If it wasn’t for Menachem Begin, a Prime Minister with the guts to give the orders to protect Israel, while knowing that the rest of the world would absolutely freak out, along with the heroes of the IDF who flawlessly performed their mission, this scary world would be a lot scarier. Just imagine a world with an Saddam Husein’s Iraq or, God forbid, an Osama bin Laden with their hands on a nuclear weapon.

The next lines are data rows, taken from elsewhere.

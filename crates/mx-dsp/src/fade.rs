//! Mute/fade envelope
//!
//! Turns a 0/1 mute-or-solo target into a shaped gain:
//! - Mute mode (`fade_rate` below `MIN_FADE_RATE`): the gain snaps to the
//!   target and only the downstream anti-pop slew smooths it.
//! - Fade mode: the gain travels to the target over `fade_rate` seconds.
//!
//! The profile runs from -1 (logarithmic) through 0 (linear) to +1
//! (exponential) and crossfades linearly between the closed-form curves.
//!
//! Symmetrical fades apply the profile to a single linear position, so a
//! fade down retraces the fade up. Asymmetrical fades accumulate the local
//! slope of the curve from the moment of the last target flip, so rise and
//! fall both start on the same end of the curve.

/// Below this fade time (seconds) the envelope is a plain mute
pub const MIN_FADE_RATE: f64 = 0.1;
/// Curvature of the exponential profile
pub const FADE_EXP_A: f64 = 4.0;

/// e^A - 1
#[inline]
fn e_a_m1() -> f64 {
    FADE_EXP_A.exp_m1()
}

/// Exponential curve through (0,0) and (1,1)
#[inline]
pub fn exp_curve(x: f64) -> f64 {
    (FADE_EXP_A * x).exp_m1() / e_a_m1()
}

/// Inverse of `exp_curve`
#[inline]
pub fn log_curve(x: f64) -> f64 {
    (x * e_a_m1()).ln_1p() / FADE_EXP_A
}

/// Position on the blended curve for a profile in [-1, 1]
#[inline]
pub fn shaped(x: f64, profile: f64) -> f64 {
    if x <= 0.0 {
        return 0.0;
    }
    if x >= 1.0 {
        return 1.0;
    }
    let profile = profile.clamp(-1.0, 1.0);
    if profile >= 0.0 {
        x * (1.0 - profile) + exp_curve(x) * profile
    } else {
        x * (1.0 + profile) + log_curve(x) * -profile
    }
}

#[derive(Debug, Clone, Copy, PartialEq)]
enum FadeState {
    /// Nothing processed since reset; the first target is taken as-is
    Uninitialized,
    Active { target: f64 },
}

/// Fade-gain state machine
#[derive(Debug, Clone, Copy, PartialEq)]
pub struct FadeGain {
    gain: f64,
    /// Linear position toward the target
    x: f64,
    /// Progress since the last target flip (asymmetrical mode)
    xr: f64,
    state: FadeState,
}

impl Default for FadeGain {
    fn default() -> Self {
        Self::new()
    }
}

impl FadeGain {
    pub const fn new() -> Self {
        Self {
            gain: 0.0,
            x: 0.0,
            xr: 0.0,
            state: FadeState::Uninitialized,
        }
    }

    pub fn reset(&mut self) {
        *self = Self::new();
    }

    /// Advance by `dt` seconds toward `target` and return the gain
    pub fn process(
        &mut self,
        target: f64,
        fade_rate: f64,
        profile: f64,
        symmetrical: bool,
        dt: f64,
    ) -> f64 {
        let target = if target.is_finite() { target.clamp(0.0, 1.0) } else { 0.0 };

        match self.state {
            FadeState::Uninitialized => {
                self.gain = target;
                self.x = target;
                self.xr = 0.0;
                self.state = FadeState::Active { target };
                return self.gain;
            }
            FadeState::Active { target: old } if old != target => {
                // Double-pressed mute: restart the shaped part from where we are
                self.xr = 0.0;
                if !symmetrical {
                    self.x = self.gain;
                }
                self.state = FadeState::Active { target };
            }
            FadeState::Active { .. } => {}
        }

        if fade_rate.is_nan() || fade_rate < MIN_FADE_RATE {
            self.gain = target;
            self.x = target;
            self.xr = 0.0;
            return self.gain;
        }

        let step = dt / fade_rate;
        self.x = if target > self.x {
            (self.x + step).min(target)
        } else {
            (self.x - step).max(target)
        };

        if symmetrical {
            self.gain = shaped(self.x, profile);
        } else if self.gain != target {
            let next = (self.xr + step).min(1.0);
            let profile = profile.clamp(-1.0, 1.0);
            let delta = if profile >= 0.0 {
                step * (1.0 - profile) + (exp_curve(next) - exp_curve(self.xr)) * profile
            } else {
                step * (1.0 + profile) + (log_curve(next) - log_curve(self.xr)) * -profile
            };
            self.xr = next;
            self.gain = if self.xr >= 1.0 {
                target
            } else if target > self.gain {
                (self.gain + delta).min(target)
            } else {
                (self.gain - delta).max(target)
            };
        }
        self.gain
    }

    #[inline]
    pub fn gain(&self) -> f64 {
        self.gain
    }

    /// Last target seen, if any
    pub fn target(&self) -> Option<f64> {
        match self.state {
            FadeState::Uninitialized => None,
            FadeState::Active { target } => Some(target),
        }
    }

    pub fn is_fading(&self) -> bool {
        matches!(self.state, FadeState::Active { target } if target != self.gain)
    }
}
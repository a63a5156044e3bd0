//! Anti-pop slew limiting
//!
//! Rate-limited ramps for gains that may jump (mute, solo, fader moves):
//! - `SlewLimiter` - scalar gain
//! - `SlewLimiter4` - a whole pan/fader `GainMatrix` in one pass
//!
//! `process(dt, target)` moves the output toward `target` by at most
//! `rate * dt` and returns the new output.

use crate::pan_law::GainMatrix;

/// Fast rate for mute/solo transitions (units per second)
pub const SLEW_RATE_FAST: f64 = 125.0;
/// Slow rate for continuous fader/pan motion (units per second)
pub const SLEW_RATE_SLOW: f64 = 25.0;

// ============ Scalar ============

#[derive(Debug, Clone, Copy, PartialEq)]
pub struct SlewLimiter {
    out: f64,
    rise: f64,
    fall: f64,
}

impl SlewLimiter {
    pub fn new(rate: f64) -> Self {
        Self::with_rates(rate, rate)
    }

    pub fn with_rates(rise: f64, fall: f64) -> Self {
        Self {
            out: 0.0,
            rise: rise.abs(),
            fall: fall.abs(),
        }
    }

    pub fn fast() -> Self {
        Self::new(SLEW_RATE_FAST)
    }

    pub fn slow() -> Self {
        Self::new(SLEW_RATE_SLOW)
    }

    #[inline]
    pub fn process(&mut self, dt: f64, target: f64) -> f64 {
        // A NaN output would poison every later clamp
        if !target.is_finite() {
            return self.out;
        }
        let up = self.out + self.rise * dt;
        let down = self.out - self.fall * dt;
        self.out = target.clamp(down, up);
        self.out
    }

    /// Jump straight to a value
    #[inline]
    pub fn set(&mut self, value: f64) {
        self.out = value;
    }

    #[inline]
    pub fn reset(&mut self) {
        self.out = 0.0;
    }

    #[inline]
    pub fn value(&self) -> f64 {
        self.out
    }
}

// ============ 4-wide ============

/// Slews all four coefficients of a gain matrix together
#[derive(Debug, Clone, Copy, PartialEq)]
pub struct SlewLimiter4 {
    out: GainMatrix,
    rate: f64,
}

impl SlewLimiter4 {
    pub fn new(rate: f64) -> Self {
        Self {
            out: GainMatrix::ZERO,
            rate: rate.abs(),
        }
    }

    pub fn slow() -> Self {
        Self::new(SLEW_RATE_SLOW)
    }

    #[inline]
    pub fn process(&mut self, dt: f64, target: GainMatrix) -> GainMatrix {
        let step = self.rate * dt;
        for (out, tgt) in self.out.0.iter_mut().zip(target.0) {
            if !tgt.is_finite() {
                continue;
            }
            *out = tgt.clamp(*out - step, *out + step);
        }
        self.out
    }

    #[inline]
    pub fn set(&mut self, value: GainMatrix) {
        self.out = value;
    }

    #[inline]
    pub fn reset(&mut self) {
        self.out = GainMatrix::ZERO;
    }

    #[inline]
    pub fn value(&self) -> GainMatrix {
        self.out
    }
}

#[cfg(test)]
mod tests {
    use super::*;

    const DT: f64 = 1.0 / 48000.0;

    #[test]
    fn test_step_converges_monotonically() {
        let mut slew = SlewLimiter::slow();
        let mut prev = slew.value();
        let mut steps = 0;
        while slew.value() < 1.0 {
            let out = slew.process(DT, 1.0);
            assert!(out > prev && out <= 1.0);
            prev = out;
            steps += 1;
            assert!(steps < 10_000);
        }
        // |delta| / rate seconds, give or take one sample of rounding
        let expected = (1.0 / SLEW_RATE_SLOW / DT).round() as i32;
        assert!((steps - expected).abs() <= 1, "took {steps} steps, expected {expected}");
    }

    #[test]
    fn test_falling_step() {
        let mut slew = SlewLimiter::fast();
        slew.set(1.0);
        let out = slew.process(DT, 0.0);
        assert!((1.0 - out - SLEW_RATE_FAST * DT).abs() < 1e-12);
    }

    #[test]
    fn test_asymmetric_rates() {
        let mut slew = SlewLimiter::with_rates(10.0, 1000.0);
        slew.set(0.5);
        let up = slew.process(0.001, 1.0);
        assert!((up - 0.51).abs() < 1e-12);
        let down = slew.process(0.001, 0.0);
        assert!((down - 0.0).abs() < 1e-12);
    }

    #[test]
    fn test_matrix_slews_each_lane() {
        // step of 0.125 per call
        let mut slew = SlewLimiter4::new(128.0);
        let dt = 1.0 / 1024.0;
        let target = GainMatrix([1.0, 0.001, -1.0, 0.0]);
        let out = slew.process(dt, target);
        assert_eq!(out.0, [0.125, 0.001, -0.125, 0.0]);
        for _ in 0..8 {
            slew.process(dt, target);
        }
        assert_eq!(slew.value(), target);
    }

    #[test]
    fn test_non_finite_target_holds() {
        let mut slew = SlewLimiter::fast();
        slew.set(0.25);
        assert_eq!(slew.process(DT, f64::NAN), 0.25);
        assert!(slew.process(DT, 1.0) > 0.25);
    }
}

Today, the world is heading down the same path. Just like 29 years ago the free world is doing very little to prevent a crazy despot from getting his hands on a nuclear weapon. Back then, it was up to Israel to prevent a nuclear war from happening, now it may be time for Israel to do it again–because in the end Israel can never rely on anyone else for protection but herself (nor has she ever asked for any other nation to fight for her). If President Obama, in an attempt to continue his appeasement of the Muslim world, orders an attack on the Israeli Air Force to prevent them from saving the world again, so be it. Israel will do what it thinks necessary to prevent the nuclear massacre of millions of her citizens, no matter who tries to stop them.